Overview
“Night Train (Pociąg)” is a 1959 polish film with an ensemble cast, set in a night train. Directed by Jerzy Kawalerowicz, who is known for his “Mother Joan of the Angels” (1961). 94 minutes.
Plot
A man named Jerzy (Leon Niemczyk) boards an overnight train from Warsaw to Hel, the Baltic resort, without a ticket.
He buys a ticket from a conductress on the train, but he is forced to share a compartment with a young woman named Marta (Lucyna Winnicka).
Marta has just broken up with her boyfriend Staszek (Zbigniew Cybulski), and Staszek is also on another car of the same train, following Marta.
A variety of people rides on the train: a couple just married, an old priest and a young Father, a lawyer and his wife, and an insomniac man.

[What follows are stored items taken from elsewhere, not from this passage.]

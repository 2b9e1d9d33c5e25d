//! Best-effort insertion of missing math-mode delimiters.
//!
//! Generators often emit `x^2+1` where `$x^2+1$` is required, which only
//! shows up later as a compile failure. This pass rewrites such text before
//! any check runs. It is a heuristic: in mixed Japanese/formula text the
//! token boundaries are a guess, and rewrites whose wrapped tokens are
//! themselves unbalanced are reported as ambiguous.

use std::sync::OnceLock;

use regex::{Captures, Regex};
use serde::{Deserialize, Serialize};

/// Tokens that only make sense inside math mode.
pub const MATH_MARKERS: &[&str] = &[
    "^", "_", "\\frac", "\\dfrac", "\\sqrt", "\\sin", "\\cos", "\\tan", "\\log", "=", "\\pi",
    "π",
];

/// Math-mode openers; any of these means the text was already delimited.
pub const MATH_DELIMITERS: &[&str] = &["$", "\\(", "\\["];

/// What the repair pass did.
#[derive(Debug, Clone, Copy, PartialEq, Eq, Serialize, Deserialize)]
#[serde(tag = "kind", rename_all = "snake_case")]
pub enum RepairAction {
    Unchanged,
    WrappedWhole,
    WrappedTokens { count: usize },
}

/// Repaired text plus what happened to it.
#[derive(Debug, Clone, PartialEq, Eq)]
pub struct RepairReport {
    pub text: String,
    pub action: RepairAction,
    pub ambiguous: bool,
}

impl RepairReport {
    pub fn changed(&self) -> bool {
        self.action != RepairAction::Unchanged
    }

    fn unchanged(text: &str) -> Self {
        Self {
            text: text.to_string(),
            action: RepairAction::Unchanged,
            ambiguous: false,
        }
    }
}

/// Repair `text`, discarding the report.
pub fn repair(text: &str) -> String {
    repair_with_report(text).text
}

/// Repair `text` and describe the rewrite.
pub fn repair_with_report(text: &str) -> RepairReport {
    if has_delimiter(text) || !has_marker(text) {
        return RepairReport::unchanged(text);
    }

    if !text.chars().any(is_japanese) {
        let (lead, core, trail) = split_padding(text, char::is_whitespace);
        return RepairReport {
            text: format!("{}${}${}", lead, core, trail),
            action: RepairAction::WrappedWhole,
            ambiguous: false,
        };
    }

    let mut count = 0usize;
    let mut ambiguous = false;
    let rewritten = formula_run_regex().replace_all(text, |caps: &Captures| {
        let run = &caps[0];
        if !has_marker(run) {
            return run.to_string();
        }
        let (lead, core, trail) =
            split_padding(run, |c: char| c.is_whitespace() || c == ',' || c == '.');
        if core.is_empty() {
            return run.to_string();
        }
        count += 1;
        if !groups_balanced(core) {
            ambiguous = true;
        }
        format!("{}${}${}", lead, core, trail)
    });

    if count == 0 {
        return RepairReport::unchanged(text);
    }

    RepairReport {
        text: rewritten.into_owned(),
        action: RepairAction::WrappedTokens { count },
        ambiguous,
    }
}

pub fn has_delimiter(text: &str) -> bool {
    MATH_DELIMITERS.iter().any(|d| text.contains(d))
}

pub fn has_marker(text: &str) -> bool {
    MATH_MARKERS.iter().any(|m| text.contains(m))
}

/// Hiragana, katakana, CJK ideographs, CJK punctuation and full-width forms.
pub fn is_japanese(c: char) -> bool {
    matches!(
        c,
        '\u{3000}'..='\u{303F}'
            | '\u{3040}'..='\u{309F}'
            | '\u{30A0}'..='\u{30FF}'
            | '\u{3400}'..='\u{4DBF}'
            | '\u{4E00}'..='\u{9FFF}'
            | '\u{FF00}'..='\u{FFEF}'
    )
}

/// Runs of ASCII formula characters (plus `π`), including inner spaces.
fn formula_run_regex() -> &'static Regex {
    static RUN: OnceLock<Regex> = OnceLock::new();
    RUN.get_or_init(|| {
        Regex::new(r"[A-Za-z0-9\\^_{}()\[\]+\-*/=<>.,'|!:;π ]+")
            .expect("formula run pattern is a valid regex")
    })
}

fn split_padding(text: &str, is_pad: impl Fn(char) -> bool + Copy) -> (&str, &str, &str) {
    let start = text.len() - text.trim_start_matches(is_pad).len();
    let end = text.trim_end_matches(is_pad).len().max(start);
    (&text[..start], &text[start..end], &text[end..])
}

fn groups_balanced(text: &str) -> bool {
    let count = |c: char| text.chars().filter(|&x| x == c).count();
    count('{') == count('}') && count('(') == count(')') && count('[') == count(']')
}

#[cfg(test)]
mod tests {
    use super::*;

    #[test]
    fn test_wraps_pure_formula() {
        assert_eq!(repair("x^2+1"), "$x^2+1$");
    }

    #[test]
    fn test_keeps_outer_whitespace() {
        assert_eq!(repair("  \\frac{1}{2}\n"), "  $\\frac{1}{2}$\n");
    }

    #[test]
    fn test_noop_when_delimited() {
        let text = "$x^2$ in Japanese text";
        assert_eq!(repair(text), text);
        let text = "\\[ y = x^2 \\] のグラフ";
        assert_eq!(repair(text), text);
    }

    #[test]
    fn test_noop_without_markers() {
        let report = repair_with_report("次の数を答えよ。 12");
        assert_eq!(report.action, RepairAction::Unchanged);
        assert_eq!(report.text, "次の数を答えよ。 12");
    }

    #[test]
    fn test_wraps_tokens_in_mixed_text() {
        let report = repair_with_report("方程式 x^2-4=0 を解け。");
        assert_eq!(report.text, "方程式 $x^2-4=0$ を解け。");
        assert_eq!(report.action, RepairAction::WrappedTokens { count: 1 });
        assert!(!report.ambiguous);
    }

    #[test]
    fn test_leaves_plain_ascii_runs_in_mixed_text() {
        let report = repair_with_report("ABC の面積は S=12 である。");
        assert_eq!(report.text, "ABC の面積は $S=12$ である。");
    }

    #[test]
    fn test_trailing_punctuation_stays_outside() {
        assert_eq!(repair("答えは x=3. です"), "答えは $x=3$. です");
    }

    #[test]
    fn test_flags_unbalanced_token() {
        let report = repair_with_report("\\frac{1}{2つ目}");
        assert!(report.changed());
        assert!(report.ambiguous);
    }

    #[test]
    fn test_pi_symbol_is_a_marker() {
        assert_eq!(repair("2π"), "$2π$");
        assert_eq!(repair("円周は 2πr である"), "円周は $2πr$ である");
    }

    #[test]
    fn test_idempotent() {
        let samples = [
            "",
            "x^2+1",
            "方程式 x^2-4=0 を解け。",
            "$x$",
            "答えは x=3. です",
            "\\frac{1}{2つ目}",
            "a_1, a_2, a_3 の和",
            "plain words",
            "   ",
            "= 全角＝",
        ];
        for s in samples {
            let once = repair(s);
            assert_eq!(repair(&once), once, "not idempotent for {:?}", s);
        }
    }
}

At midnight, cops get on the train in search of a murderer on the lam, and they suspect Jerzy as the culprit.
Commentary
The setting of the film is similar to Alfred Hitchcock’s “The Lady Vanishes” (1938). The film contains the elements of mystery/thriller and melodrama. It can be enjoyed as a drama about a one-night encounter between the people who happened to ride a train together.
The jazz theme featuring female scat is an arrangement of the standard number “Moonray” composed by American clarinetist/composer/bandleader Artie Shaw.